Mas tal como decidiu este acórdão, ainda que se entendesse não poder ser aproveitada esta parte da cláusula em apreço, sempre seria o TAC de Lisboa o tribunal territorialmente competente para apreciar o litígio, por aplicação do artº 22º do CPTA, uma vez que o lugar de cumprimento do contrato por banda do IFADAP era Lisboa, local onde foram atribuídos os subsídios, mas por banda da ora Recorrente o local de cumprimento era Bragança, local onde os subsídios foram aplicados

Refere o aludido acórdão sobre esta questão:

“As ajudas concedidas ao abrigo deste contrato deveriam ser pagas pelo IFADAP através de transferência bancária para uma conta de dependência bancária sita na Av. Da Boavista, no Porto – ver cláusula 5ª, a fls. 14 dos presentes autos. Ou seja, o lugar de cumprimento do contrato por banda do IFADAP era o Porto.

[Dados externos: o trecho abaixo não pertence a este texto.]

//! CSV parser. Each record becomes its own section of `header: value` lines.

use super::{stem_title, DocumentParser, ParsedDocument, Section};
use crate::error::{IngestError, IngestResult};
use std::path::Path;

pub struct CsvParser;

impl CsvParser {
    pub fn new() -> Self {
        Self
    }
}

impl Default for CsvParser {
    fn default() -> Self {
        Self::new()
    }
}

impl DocumentParser for CsvParser {
    fn parse(&self, path: &Path) -> IngestResult<ParsedDocument> {
        let mut reader = csv::ReaderBuilder::new()
            .flexible(true)
            .from_path(path)
            .map_err(|e| IngestError::parse(path, e))?;

        let headers = reader
            .headers()
            .map_err(|e| IngestError::parse(path, e))?
            .clone();

        let mut sections = Vec::new();
        for record in reader.records() {
            let record = record.map_err(|e| IngestError::parse(path, e))?;
            let lines: Vec<String> = record
                .iter()
                .enumerate()
                .map(|(i, value)| match headers.get(i) {
                    Some(header) if !header.is_empty() => format!("{}: {}", header, value.trim()),
                    _ => value.trim().to_string(),
                })
                .collect();
            sections.push(Section {
                text: lines.join("\n"),
                page: None,
            });
        }

        let metadata = serde_json::json!({
            "format": "csv",
            "columns": headers.iter().collect::<Vec<_>>(),
            "rows": sections.len(),
        });

        let doc = ParsedDocument::from_sections(sections).with_metadata(metadata);
        Ok(match stem_title(path) {
            Some(title) => doc.with_title(title),
            None => doc,
        })
    }

    fn extensions(&self) -> &[&str] {
        &["csv"]
    }
}

#[cfg(test)]
mod tests {
    use super::*;
    use std::io::Write;

    #[test]
    fn test_parse_csv() {
        let mut file = tempfile::NamedTempFile::with_suffix(".csv").unwrap();
        writeln!(file, "week,topic\n1,Variables\n2, Loops").unwrap();

        let doc = CsvParser::new().parse(file.path()).unwrap();
        assert_eq!(doc.sections.len(), 2);
        assert_eq!(doc.sections[0].text, "week: 1\ntopic: Variables");
        assert_eq!(doc.sections[1].text, "week: 2\ntopic: Loops");
        assert_eq!(doc.metadata["rows"], 2);
    }
}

Mas por banda da ora Recorrente o local de cumprimento era Esmolfe, em Penalva do Castelo, lugar onde foram levados a cabo os investimentos subsidiados pelos fundos concedidos pelo IFADAP.

O Porto e Penalva do Castelo pretendem, respectivamente, às áreas de jurisdição do Tribunal Administrativo e Fiscal do Porto e de Viseu mapa anexo ao Decreto-Lei n.º 325/2003, de 29.12.

Tornar-se-ia, assim, impossível determinar a competência territorial tendo em conta o lugar de cumprimento do contrato, pois este tem conexão simultânea com dois lugares pertencentes a jurisdições territoriais distintas.

Na impossibilidade de determinar a competência territorial de acordo com a regra estabelecida no art.º 19º do Código de Processo nos Tribunais Administrativos, também por esta via seria competente o Tribunal Administrativo e Fiscal de Lisboa para apreciar o pleito, face ao estipulado, supletivamente, no art.º 22º do mesmo diploma.”

Parece-nos, pois, atendendo ao exposto, que o tribunal competente para apreciar e decidir este processo será o TAC de lisboa pelo que emitimos parecer no sentido da procedência do presente recurso jurisdicional com a consequente revogação da sentença.